### EXERCISE AIM
Look through the listing below and report the lines that have the word "optionally" in them.

______

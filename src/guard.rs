//! Argument guards
//!
//! Validation helpers shared by the paginators, key selectors and query
//! sources. Every guard runs before a query is touched.

use crate::error::{Error, Result};
use regex::Regex;
use std::sync::LazyLock;

/// Identifiers accepted for push-down fields and relations: `name` or `schema.name`
static IDENTIFIER_REGEX: LazyLock<Regex> = LazyLock::new(|| {
    Regex::new(r"^[A-Za-z_][A-Za-z0-9_]*(?:\.[A-Za-z_][A-Za-z0-9_]*)*$").unwrap()
});

/// Require a strictly positive number
pub fn greater_than_zero(value: u32, name: &str) -> Result<()> {
    if value < 1 {
        return Err(Error::out_of_range(name, "must be greater than zero"));
    }
    Ok(())
}

/// Require a non-blank string
pub fn not_empty(value: &str, name: &str) -> Result<()> {
    if value.trim().is_empty() {
        return Err(Error::invalid_argument(name, "cannot be empty"));
    }
    Ok(())
}

/// Require a plain (optionally dotted) identifier
pub fn identifier(value: &str, name: &str) -> Result<()> {
    not_empty(value, name)?;
    if !IDENTIFIER_REGEX.is_match(value) {
        return Err(Error::invalid_argument(
            name,
            format!("'{value}' is not a valid identifier"),
        ));
    }
    Ok(())
}

/// Check whether a string is a valid identifier without building an error
pub fn is_identifier(value: &str) -> bool {
    IDENTIFIER_REGEX.is_match(value)
}

#[cfg(test)]
mod tests {
    use super::*;
    use test_case::test_case;

    #[test]
    fn test_greater_than_zero() {
        assert!(greater_than_zero(1, "page").is_ok());
        assert!(greater_than_zero(u32::MAX, "page").is_ok());

        let err = greater_than_zero(0, "page_size").unwrap_err();
        assert_eq!(
            err.to_string(),
            "Argument 'page_size' out of range: must be greater than zero"
        );
    }

    #[test]
    fn test_not_empty() {
        assert!(not_empty("id", "field").is_ok());
        assert!(not_empty("", "field").is_err());
        assert!(not_empty("   ", "field").is_err());
    }

    #[test_case("id" ; "simple")]
    #[test_case("created_at" ; "underscore")]
    #[test_case("main.products" ; "dotted")]
    #[test_case("_private1" ; "leading underscore")]
    fn test_identifier_accepts(value: &str) {
        assert!(identifier(value, "field").is_ok());
    }

    #[test_case("1abc" ; "leading digit")]
    #[test_case("id; DROP TABLE x" ; "injection")]
    #[test_case("a..b" ; "empty segment")]
    #[test_case("\"quoted\"" ; "quotes")]
    fn test_identifier_rejects(value: &str) {
        let err = identifier(value, "field").unwrap_err();
        assert!(err.is_argument_error());
    }
}
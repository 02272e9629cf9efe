//! CLI runner - executes commands

use crate::cli::commands::{Cli, Commands, OutputFormat, PageArgs};
use crate::config::{load_config, PaginationConfig};
use crate::database::{json_key, DatabaseEngine, DuckDbSource};
use crate::error::{Result, ResultExt};
use crate::pagination::{
    AsyncPaginator, CursorPage, CursorPaginator, SimplePaginator, SizeAwarePaginator,
};
use crate::query::Queryable;
use crate::transform::ResultTransformer;
use crate::types::{JsonObject, KeyValue};
use futures::TryStreamExt;
use serde::Serialize;

/// CLI runner
pub struct Runner {
    cli: Cli,
}

impl Runner {
    /// Create a new runner
    pub fn new(cli: Cli) -> Self {
        Self { cli }
    }

    /// Run the CLI command
    pub async fn run(&self) -> Result<()> {
        let config = self.load_config()?;
        let engine = self.open_database()?;

        match &self.cli.command {
            Commands::Tables => self.tables(&engine),
            Commands::Page(args) => self.page(&engine, &config, args).await,
            Commands::Sized(args) => self.sized(&engine, &config, args).await,
            Commands::Cursor {
                table,
                key,
                cursor,
                page_size,
                order,
                all,
            } => {
                // Typed against the key column when bound
                let cursor = cursor.as_deref().map(|c| KeyValue::Text(c.to_string()));
                let params = config.cursor_params(cursor, *page_size, *order)?;
                let source = engine.json_rows(table)?;
                let paginator = CursorPaginator::new(json_key(key)?);

                if *all {
                    let mut pages = std::pin::pin!(paginator.traverse(source, params));
                    while let Some(page) = pages.try_next().await? {
                        self.output_cursor_page(&config, page)?;
                    }
                    Ok(())
                } else {
                    let page = paginator.paginate_async(source, &params).await?;
                    self.output_cursor_page(&config, page)
                }
            }
        }
    }

    /// Load pagination config, applying command-line overrides
    fn load_config(&self) -> Result<PaginationConfig> {
        let mut config = match &self.cli.config {
            Some(path) => load_config(path)?,
            None => PaginationConfig::default(),
        };
        if let Some(base_url) = &self.cli.base_url {
            config.links.base_url.clone_from(base_url);
        }
        Ok(config)
    }

    /// Open the database file, or an in-memory database for file relations
    fn open_database(&self) -> Result<DatabaseEngine> {
        match &self.cli.database {
            Some(path) => DatabaseEngine::open(path),
            None => DatabaseEngine::open_in_memory(),
        }
    }

    /// Build the JSON row source for a page-number command
    fn ordered_rows(
        engine: &DatabaseEngine,
        config: &PaginationConfig,
        args: &PageArgs,
    ) -> Result<DuckDbSource<JsonObject>> {
        let source = engine.json_rows(&args.table)?;
        match &args.order_by {
            Some(column) => {
                let order = args.order.unwrap_or(config.order);
                Ok(source.order_by(&json_key(column)?, order))
            }
            None => Ok(source),
        }
    }

    /// List tables
    fn tables(&self, engine: &DatabaseEngine) -> Result<()> {
        let tables = engine
            .list_tables()
            .with_context(|| format!("Failed to list tables in {}", engine.location()))?;
        tracing::debug!("Found {} tables in {}", tables.len(), engine.location());
        self.output(&tables)
    }

    /// Fetch one page without totals
    async fn page(
        &self,
        engine: &DatabaseEngine,
        config: &PaginationConfig,
        args: &PageArgs,
    ) -> Result<()> {
        let params = config.page_params(args.page, args.page_size)?;
        let source = Self::ordered_rows(engine, config, args)?;
        let page =
            AsyncPaginator::<JsonObject, _>::paginate_async(&SimplePaginator, source, &params)
                .await?;

        if config.links.base_url.is_empty() {
            self.output(&page)
        } else {
            self.output(&config.simple_transformer()?.transform(page))
        }
    }

    /// Fetch one page with totals
    async fn sized(
        &self,
        engine: &DatabaseEngine,
        config: &PaginationConfig,
        args: &PageArgs,
    ) -> Result<()> {
        let params = config.page_params(args.page, args.page_size)?;
        let source = Self::ordered_rows(engine, config, args)?;
        let page =
            AsyncPaginator::<JsonObject, _>::paginate_async(&SizeAwarePaginator, source, &params)
                .await?;

        if config.links.base_url.is_empty() {
            self.output(&page)
        } else {
            self.output(&config.size_aware_transformer()?.transform(page))
        }
    }

    /// Output a cursor page, with links when a base URL is configured
    fn output_cursor_page(
        &self,
        config: &PaginationConfig,
        page: CursorPage<JsonObject, KeyValue>,
    ) -> Result<()> {
        if config.links.base_url.is_empty() {
            self.output(&page)
        } else {
            self.output(&config.cursor_transformer()?.transform(page))
        }
    }

    /// Output a document
    fn output<T: Serialize>(&self, value: &T) -> Result<()> {
        let text = match self.cli.format {
            OutputFormat::Json => serde_json::to_string(value)?,
            OutputFormat::Pretty => serde_json::to_string_pretty(value)?,
        };
        println!("{text}");
        Ok(())
    }
}
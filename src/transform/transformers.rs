//! Result transformers
//!
//! Each transformer decorates one page type with navigation URLs.

use super::types::{CursorUrlPage, LinkBuilder, UrlPage, TOTAL_ITEMS_PARAM, TOTAL_PAGES_PARAM};
use crate::error::Result;
use crate::pagination::{CursorPage, Page, PagedResult, PaginationResult, SizedPage};
use crate::types::CursorKey;

/// Converts a pagination result into another shape
pub trait ResultTransformer<R> {
    /// Shape produced
    type Output;

    /// Transform a result
    fn transform(&self, result: R) -> Self::Output;
}

// ============================================================================
// Simple URLs
// ============================================================================

/// Adds page-number links without knowing the total
///
/// A next link is offered whenever the page is full, so the last page of an
/// exactly divisible source still links to an empty page.
#[derive(Debug, Clone, Default)]
pub struct SimpleUrlTransformer {
    links: LinkBuilder,
}

impl SimpleUrlTransformer {
    /// Create a transformer building links on `base_url`
    pub fn new(base_url: impl Into<String>) -> Result<Self> {
        Ok(Self::with_links(LinkBuilder::new(base_url)?))
    }

    /// Create a transformer from a configured link builder
    pub fn with_links(links: LinkBuilder) -> Self {
        Self { links }
    }

    fn decorate<T, R: PagedResult<T>>(&self, result: R) -> UrlPage<T> {
        let page = result.page();
        let page_size = result.page_size();
        let total_items = result.total_items();
        let has_next = result.items().len() == page_size as usize;
        let url = |page: u64| self.links.page_url(page, page_size, &[]);

        UrlPage {
            current_url: url(u64::from(page)),
            first_page_url: url(1),
            previous_page_url: (page > 1).then(|| url(u64::from(page) - 1)),
            next_page_url: has_next.then(|| url(u64::from(page) + 1)),
            last_page_url: None,
            items: result.into_items(),
            page,
            page_size,
            total_items,
            total_pages: None,
        }
    }
}

impl<T> ResultTransformer<Page<T>> for SimpleUrlTransformer {
    type Output = UrlPage<T>;

    fn transform(&self, result: Page<T>) -> UrlPage<T> {
        self.decorate(result)
    }
}

impl<T> ResultTransformer<SizedPage<T>> for SimpleUrlTransformer {
    type Output = UrlPage<T>;

    fn transform(&self, result: SizedPage<T>) -> UrlPage<T> {
        self.decorate(result)
    }
}

// ============================================================================
// Size-Aware URLs
// ============================================================================

/// Adds first, previous, next and last links using the page totals
#[derive(Debug, Clone, Default)]
pub struct SizeAwareUrlTransformer {
    links: LinkBuilder,
    include_total_items: bool,
    include_total_pages: bool,
}

impl SizeAwareUrlTransformer {
    /// Create a transformer building links on `base_url`
    pub fn new(base_url: impl Into<String>) -> Result<Self> {
        Ok(Self::with_links(LinkBuilder::new(base_url)?))
    }

    /// Create a transformer from a configured link builder
    pub fn with_links(links: LinkBuilder) -> Self {
        Self {
            links,
            include_total_items: false,
            include_total_pages: false,
        }
    }

    /// Carry the total item count on every link
    #[must_use]
    pub fn include_total_items(mut self) -> Self {
        self.include_total_items = true;
        self
    }

    /// Carry the total page count on every link
    #[must_use]
    pub fn include_total_pages(mut self) -> Self {
        self.include_total_pages = true;
        self
    }
}

impl<T> ResultTransformer<SizedPage<T>> for SizeAwareUrlTransformer {
    type Output = UrlPage<T>;

    fn transform(&self, result: SizedPage<T>) -> UrlPage<T> {
        let mut extra = Vec::new();
        if self.include_total_items {
            extra.push((TOTAL_ITEMS_PARAM, result.total_items.to_string()));
        }
        if self.include_total_pages {
            extra.push((TOTAL_PAGES_PARAM, result.total_pages.to_string()));
        }
        let url = |page: u64| self.links.page_url(page, result.page_size, &extra);

        let page = u64::from(result.page);
        let last_page = result.total_pages.max(1);

        UrlPage {
            current_url: url(page),
            first_page_url: url(1),
            previous_page_url: (page > 1).then(|| url(page - 1)),
            next_page_url: (page < result.total_pages).then(|| url(page + 1)),
            last_page_url: Some(url(last_page)),
            page: result.page,
            page_size: result.page_size,
            total_items: Some(result.total_items),
            total_pages: Some(result.total_pages),
            items: result.items,
        }
    }
}

// ============================================================================
// Cursor URLs
// ============================================================================

/// Adds current and next links carrying cursors
#[derive(Debug, Clone, Default)]
pub struct CursorUrlTransformer {
    links: LinkBuilder,
}

impl CursorUrlTransformer {
    /// Create a transformer building links on `base_url`
    pub fn new(base_url: impl Into<String>) -> Result<Self> {
        Ok(Self::with_links(LinkBuilder::new(base_url)?))
    }

    /// Create a transformer from a configured link builder
    pub fn with_links(links: LinkBuilder) -> Self {
        Self { links }
    }
}

impl<T, K: CursorKey> ResultTransformer<CursorPage<T, K>> for CursorUrlTransformer {
    type Output = CursorUrlPage<T, K>;

    fn transform(&self, result: CursorPage<T, K>) -> CursorUrlPage<T, K> {
        let current = result.current_cursor.as_ref().map(CursorKey::to_key_value);
        let current_url = self.links.cursor_url(current.as_ref(), result.page_size);

        let next_page_url = match (&result.next_cursor, result.has_more) {
            (Some(next), true) => {
                Some(self.links.cursor_url(Some(&next.to_key_value()), result.page_size))
            }
            _ => None,
        };

        CursorUrlPage {
            page: result,
            current_url,
            next_page_url,
        }
    }
}
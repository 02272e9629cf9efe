//! CLI module
//!
//! Command-line interface for paginating DuckDB tables and data files.
//!
//! # Commands
//!
//! - `tables` - List tables in the database
//! - `page` - Fetch one page by number
//! - `sized` - Fetch one page by number with totals
//! - `cursor` - Fetch pages by cursor, optionally walking to the end

mod commands;
mod runner;

pub use commands::{Cli, Commands, OutputFormat, PageArgs};
pub use runner::Runner;
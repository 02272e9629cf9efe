// Allow common clippy pedantic lints that aren't critical for this codebase
#![allow(clippy::cast_possible_truncation)]
#![allow(clippy::cast_sign_loss)]
#![allow(clippy::cast_lossless)]
#![allow(clippy::too_many_lines)]
#![allow(clippy::ref_option)]
#![allow(clippy::unused_self)]
#![allow(clippy::must_use_candidate)]
#![allow(clippy::items_after_statements)]
#![allow(clippy::unnecessary_wraps)]
#![allow(clippy::match_same_arms)]
#![allow(clippy::needless_pass_by_value)]
#![allow(clippy::unused_async)]

//! Solidafy Paginate CLI
//!
//! Command-line interface for paging through DuckDB tables and data files

use clap::Parser;
use solidafy_paginate::cli::{Cli, Runner};

#[tokio::main]
async fn main() {
    let cli = Cli::parse();

    // Initialize logging; stdout carries the JSON pages
    let level = if cli.verbose {
        tracing::Level::DEBUG
    } else {
        tracing::Level::INFO
    };
    tracing_subscriber::fmt()
        .with_env_filter(
            tracing_subscriber::EnvFilter::from_default_env().add_directive(level.into()),
        )
        .with_writer(std::io::stderr)
        .init();

    let runner = Runner::new(cli);

    if let Err(e) = runner.run().await {
        eprintln!("Error: {e}");
        std::process::exit(1);
    }
}
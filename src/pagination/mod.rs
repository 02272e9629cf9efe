//! Pagination module
//!
//! Supports: Offset, Size-Aware Offset, Cursor (keyset)
//!
//! # Overview
//!
//! Every strategy takes a deferred query and returns exactly one page.
//! Offset strategies slice with skip/take; the cursor strategy orders by a
//! key, resumes strictly past the cursor and over-fetches one item to learn
//! whether another page exists without counting.

mod extensions;
mod strategies;
mod types;

pub use extensions::{PaginateAsyncExt, PaginateExt};
pub use strategies::{CursorPaginator, SimplePaginator, SizeAwarePaginator};
pub use types::{
    total_pages, AsyncPaginator, CursorPage, CursorParams, Page, PageParams, PagedResult,
    PaginationResult, Paginator, SizedPage, DEFAULT_PAGE_SIZE,
};

#[cfg(test)]
mod tests;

______

### REPLY TO THE TASK
/// Require a plain (optionally dotted) identifier
//! - `cursor` - Fetch pages by cursor, optionally walking to the end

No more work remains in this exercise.